[Her Father’s Daughter by Gene Stratton-Porter]@TWC D-Link bookHer Father’s Daughter CHAPTER XXV 26/29
"It's fine to have you like me.
Awfully proud of myself." "You have two members of our family at your feet," said Donald soberly as he handed her packages from the box.
"My dad is beginning to discourse on you with such signs of intelligence that I am almost led to believe, from some of his wildest outbursts, that he has had some personal experience in some way." "And why not ?" asked Linda lightly.
"Haven't I often told you that my father constantly went on fishing and hunting trips, that he was a great collector of botanical specimens, that he frequently took his friends with him?

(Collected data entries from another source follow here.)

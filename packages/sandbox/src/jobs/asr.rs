// ABOUTME: Audio recording transcription job running inside an ASR sandbox
// ABOUTME: Start sends source paths only; finish commits and polls with the full output configs

use async_trait::async_trait;
use sandgate_config::constants::DEFAULT_WORKSPACE_DIR;
use serde::{Deserialize, Serialize};
use tracing::info;

use super::{dispatch, JobResponse, JobTarget, RemoteJob};
use crate::error::GatewayError;
use crate::proxy::GatewayProxy;
use crate::routes;

/// Where the merged recording goes and how it is encoded
#[derive(Debug, Clone, PartialEq, Serialize, Deserialize)]
pub struct AudioConfig {
    /// Directory holding the recorded chunks
    pub source_dir: String,
    pub target_dir: String,
    pub output_filename: String,
    /// Container/codec, e.g. `mp3` or `wav`
    pub format: String,
    #[serde(default, skip_serializing_if = "Option::is_none")]
    pub sample_rate: Option<u32>,
    #[serde(default, skip_serializing_if = "Option::is_none")]
    pub channels: Option<u16>,
    #[serde(default, skip_serializing_if = "Option::is_none")]
    pub bitrate_kbps: Option<u32>,
}

impl AudioConfig {
    pub fn new(
        source_dir: impl Into<String>,
        target_dir: impl Into<String>,
        output_filename: impl Into<String>,
    ) -> Self {
        Self {
            source_dir: source_dir.into(),
            target_dir: target_dir.into(),
            output_filename: output_filename.into(),
            format: "mp3".to_string(),
            sample_rate: None,
            channels: None,
            bitrate_kbps: None,
        }
    }

    pub fn with_format(mut self, format: impl Into<String>) -> Self {
        self.format = format.into();
        self
    }

    pub fn with_sample_rate(mut self, sample_rate: u32) -> Self {
        self.sample_rate = Some(sample_rate);
        self
    }

    pub fn with_channels(mut self, channels: u16) -> Self {
        self.channels = Some(channels);
        self
    }

    pub fn with_bitrate_kbps(mut self, bitrate_kbps: u32) -> Self {
        self.bitrate_kbps = Some(bitrate_kbps);
        self
    }
}

/// Destination for the generated meeting note
#[derive(Debug, Clone, PartialEq, Serialize, Deserialize)]
pub struct NoteFileConfig {
    pub source_path: String,
    #[serde(default)]
    pub target_dir: String,
    #[serde(default)]
    pub target_filename: String,
}

impl NoteFileConfig {
    pub fn new(source_path: impl Into<String>) -> Self {
        Self {
            source_path: source_path.into(),
            target_dir: String::new(),
            target_filename: String::new(),
        }
    }

    pub fn with_target(
        mut self,
        target_dir: impl Into<String>,
        target_filename: impl Into<String>,
    ) -> Self {
        self.target_dir = target_dir.into();
        self.target_filename = target_filename.into();
        self
    }
}

/// Destination for the streaming transcript
#[derive(Debug, Clone, PartialEq, Serialize, Deserialize)]
pub struct TranscriptFileConfig {
    pub source_path: String,
    #[serde(default)]
    pub target_dir: String,
    #[serde(default)]
    pub target_filename: String,
}

impl TranscriptFileConfig {
    pub fn new(source_path: impl Into<String>) -> Self {
        Self {
            source_path: source_path.into(),
            target_dir: String::new(),
            target_filename: String::new(),
        }
    }

    pub fn with_target(
        mut self,
        target_dir: impl Into<String>,
        target_filename: impl Into<String>,
    ) -> Self {
        self.target_dir = target_dir.into();
        self.target_filename = target_filename.into();
        self
    }
}

/// Path-only form of a file config, sent at start
#[derive(Debug, Serialize)]
struct SourcePath<'a> {
    source_path: &'a str,
}

#[derive(Debug, Clone, PartialEq)]
pub struct AsrStartParams {
    pub task_key: String,
    pub source_dir: String,
    pub workspace_dir: String,
    pub note_file: Option<NoteFileConfig>,
    pub transcript_file: Option<TranscriptFileConfig>,
}

#[derive(Debug, Clone, PartialEq)]
pub struct AsrFinishParams {
    pub task_key: String,
    pub workspace_dir: String,
    pub audio: AudioConfig,
    pub note_file: Option<NoteFileConfig>,
    pub transcript_file: Option<TranscriptFileConfig>,
}

#[derive(Debug, Serialize)]
struct StartBody<'a> {
    task_key: &'a str,
    source_dir: &'a str,
    workspace_dir: &'a str,
    #[serde(skip_serializing_if = "Option::is_none")]
    note_file: Option<SourcePath<'a>>,
    #[serde(skip_serializing_if = "Option::is_none")]
    transcript_file: Option<SourcePath<'a>>,
}

#[derive(Debug, Serialize)]
struct FinishBody<'a> {
    task_key: &'a str,
    workspace_dir: &'a str,
    audio: &'a AudioConfig,
    #[serde(skip_serializing_if = "Option::is_none")]
    note_file: Option<&'a NoteFileConfig>,
    #[serde(skip_serializing_if = "Option::is_none")]
    transcript_file: Option<&'a TranscriptFileConfig>,
}

#[derive(Debug, Serialize)]
struct CancelBody<'a> {
    task_key: &'a str,
    workspace_dir: &'a str,
}

fn workspace_or_default(workspace_dir: &str) -> &str {
    if workspace_dir.trim().is_empty() {
        DEFAULT_WORKSPACE_DIR
    } else {
        workspace_dir
    }
}

impl AsrStartParams {
    fn body(&self) -> StartBody<'_> {
        StartBody {
            task_key: &self.task_key,
            source_dir: &self.source_dir,
            workspace_dir: workspace_or_default(&self.workspace_dir),
            note_file: self.note_file.as_ref().map(|note| SourcePath {
                source_path: &note.source_path,
            }),
            transcript_file: self.transcript_file.as_ref().map(|transcript| SourcePath {
                source_path: &transcript.source_path,
            }),
        }
    }
}

impl AsrFinishParams {
    fn body(&self) -> FinishBody<'_> {
        FinishBody {
            task_key: &self.task_key,
            workspace_dir: workspace_or_default(&self.workspace_dir),
            audio: &self.audio,
            note_file: self.note_file.as_ref(),
            transcript_file: self.transcript_file.as_ref(),
        }
    }
}

/// Recording transcription job.
///
/// State machine per `(sandbox_id, task_key)`, held inside the sandbox:
/// `NotStarted -> Running -> {Finishing -> Completed | Error} | Cancelled`.
#[derive(Clone)]
pub struct AsrJob {
    proxy: GatewayProxy,
}

impl AsrJob {
    pub fn new(proxy: GatewayProxy) -> Self {
        Self { proxy }
    }

    /// Begin recording/transcribing. The sandbox must already be running.
    pub async fn start_job(
        &self,
        sandbox_id: &str,
        task_key: &str,
        source_dir: &str,
        workspace_dir: &str,
        note_file: Option<NoteFileConfig>,
        transcript_file: Option<TranscriptFileConfig>,
    ) -> JobResponse {
        let params = AsrStartParams {
            task_key: task_key.to_string(),
            source_dir: source_dir.to_string(),
            workspace_dir: workspace_dir.to_string(),
            note_file,
            transcript_file,
        };
        self.start(sandbox_id, &params).await
    }

    /// Trigger finalization on first call, poll its progress on every later call
    pub async fn finish_job(
        &self,
        sandbox_id: &str,
        task_key: &str,
        workspace_dir: &str,
        audio: AudioConfig,
        note_file: Option<NoteFileConfig>,
        transcript_file: Option<TranscriptFileConfig>,
    ) -> JobResponse {
        let params = AsrFinishParams {
            task_key: task_key.to_string(),
            workspace_dir: workspace_dir.to_string(),
            audio,
            note_file,
            transcript_file,
        };
        self.finish(sandbox_id, &params).await
    }

    /// Best-effort cancellation
    pub async fn cancel_job(
        &self,
        sandbox_id: &str,
        task_key: &str,
        workspace_dir: &str,
    ) -> JobResponse {
        self.cancel(sandbox_id, &JobTarget::new(task_key, workspace_dir))
            .await
    }
}

#[async_trait]
impl RemoteJob for AsrJob {
    type StartParams = AsrStartParams;
    type FinishParams = AsrFinishParams;

    fn kind(&self) -> &'static str {
        "asr"
    }

    async fn start(&self, sandbox_id: &str, params: &AsrStartParams) -> JobResponse {
        if params.source_dir.trim().is_empty() {
            return JobResponse::from_error(&GatewayError::invalid_request(
                "source_dir is required",
            ));
        }

        info!(
            sandbox_id,
            task_key = %params.task_key,
            kind = self.kind(),
            "Starting job"
        );
        dispatch(
            &self.proxy,
            sandbox_id,
            routes::ASR_TASK_START,
            &params.task_key,
            &params.body(),
        )
        .await
    }

    async fn finish(&self, sandbox_id: &str, params: &AsrFinishParams) -> JobResponse {
        let response = dispatch(
            &self.proxy,
            sandbox_id,
            routes::ASR_TASK_FINISH,
            &params.task_key,
            &params.body(),
        )
        .await;

        if response.is_success() && response.state().is_terminal() {
            info!(
                sandbox_id,
                task_key = %params.task_key,
                status = %response.status,
                file_path = %response.file_path,
                "Job reached terminal state"
            );
        }
        response
    }

    async fn cancel(&self, sandbox_id: &str, target: &JobTarget) -> JobResponse {
        info!(
            sandbox_id,
            task_key = %target.task_key,
            kind = self.kind(),
            "Cancelling job"
        );
        let body = CancelBody {
            task_key: &target.task_key,
            workspace_dir: workspace_or_default(&target.workspace_dir),
        };
        dispatch(
            &self.proxy,
            sandbox_id,
            routes::ASR_TASK_CANCEL,
            &target.task_key,
            &body,
        )
        .await
    }
}

#[cfg(test)]
mod tests {
    use super::*;
    use pretty_assertions::assert_eq;
    use serde_json::json;

    fn note() -> NoteFileConfig {
        NoteFileConfig::new("/recordings/t1/note.md").with_target("/notes", "meeting.md")
    }

    fn transcript() -> TranscriptFileConfig {
        TranscriptFileConfig::new("/recordings/t1/transcript.txt")
            .with_target("/transcripts", "meeting.txt")
    }

    #[test]
    fn test_start_body_sends_source_paths_only() {
        let params = AsrStartParams {
            task_key: "t1".to_string(),
            source_dir: "/audio/chunks".to_string(),
            workspace_dir: ".workspace".to_string(),
            note_file: Some(note()),
            transcript_file: Some(transcript()),
        };

        assert_eq!(
            serde_json::to_value(params.body()).unwrap(),
            json!({
                "task_key": "t1",
                "source_dir": "/audio/chunks",
                "workspace_dir": ".workspace",
                "note_file": {"source_path": "/recordings/t1/note.md"},
                "transcript_file": {"source_path": "/recordings/t1/transcript.txt"}
            })
        );
    }

    #[test]
    fn test_start_body_omits_missing_file_configs() {
        let params = AsrStartParams {
            task_key: "t1".to_string(),
            source_dir: "/audio/chunks".to_string(),
            workspace_dir: String::new(),
            note_file: None,
            transcript_file: None,
        };

        assert_eq!(
            serde_json::to_value(params.body()).unwrap(),
            json!({
                "task_key": "t1",
                "source_dir": "/audio/chunks",
                "workspace_dir": ".workspace"
            })
        );
    }

    #[test]
    fn test_finish_body_sends_full_configs() {
        let params = AsrFinishParams {
            task_key: "t1".to_string(),
            workspace_dir: ".workspace".to_string(),
            audio: AudioConfig::new("/audio/chunks", "/audio/out", "meeting.mp3")
                .with_sample_rate(16000)
                .with_channels(1),
            note_file: Some(note()),
            transcript_file: None,
        };

        assert_eq!(
            serde_json::to_value(params.body()).unwrap(),
            json!({
                "task_key": "t1",
                "workspace_dir": ".workspace",
                "audio": {
                    "source_dir": "/audio/chunks",
                    "target_dir": "/audio/out",
                    "output_filename": "meeting.mp3",
                    "format": "mp3",
                    "sample_rate": 16000,
                    "channels": 1
                },
                "note_file": {
                    "source_path": "/recordings/t1/note.md",
                    "target_dir": "/notes",
                    "target_filename": "meeting.md"
                }
            })
        );
    }

    #[test]
    fn test_audio_config_optional_fields_default_to_none() {
        let audio: AudioConfig = serde_json::from_value(json!({
            "source_dir": "a",
            "target_dir": "b",
            "output_filename": "c.wav",
            "format": "wav"
        }))
        .unwrap();
        assert_eq!(audio.sample_rate, None);
        assert_eq!(audio, AudioConfig::new("a", "b", "c.wav").with_format("wav"));
    }
}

You might ask your father if he does not recall me as having fried fish and made coffee and rendered him camp service when I was a slip of a thing in the dawn of my teens." "Well, he didn't just mention it," said Donald, "but I can easily see how it might have been." After they had finished one of Katy's inspired lunches, in which a large part of the inspiration had been mental on Linda's part and executive on Katy's, they climbed rock faces, skirted wave-beaten promontories, and stood peering from overhanging cliffs dipping down into the fathomless green sea, where the water boiled up in turbulent fury.
Linda pointed out the rocks upon which she would sit, if she were a mermaid, to comb the seaweed from her hair.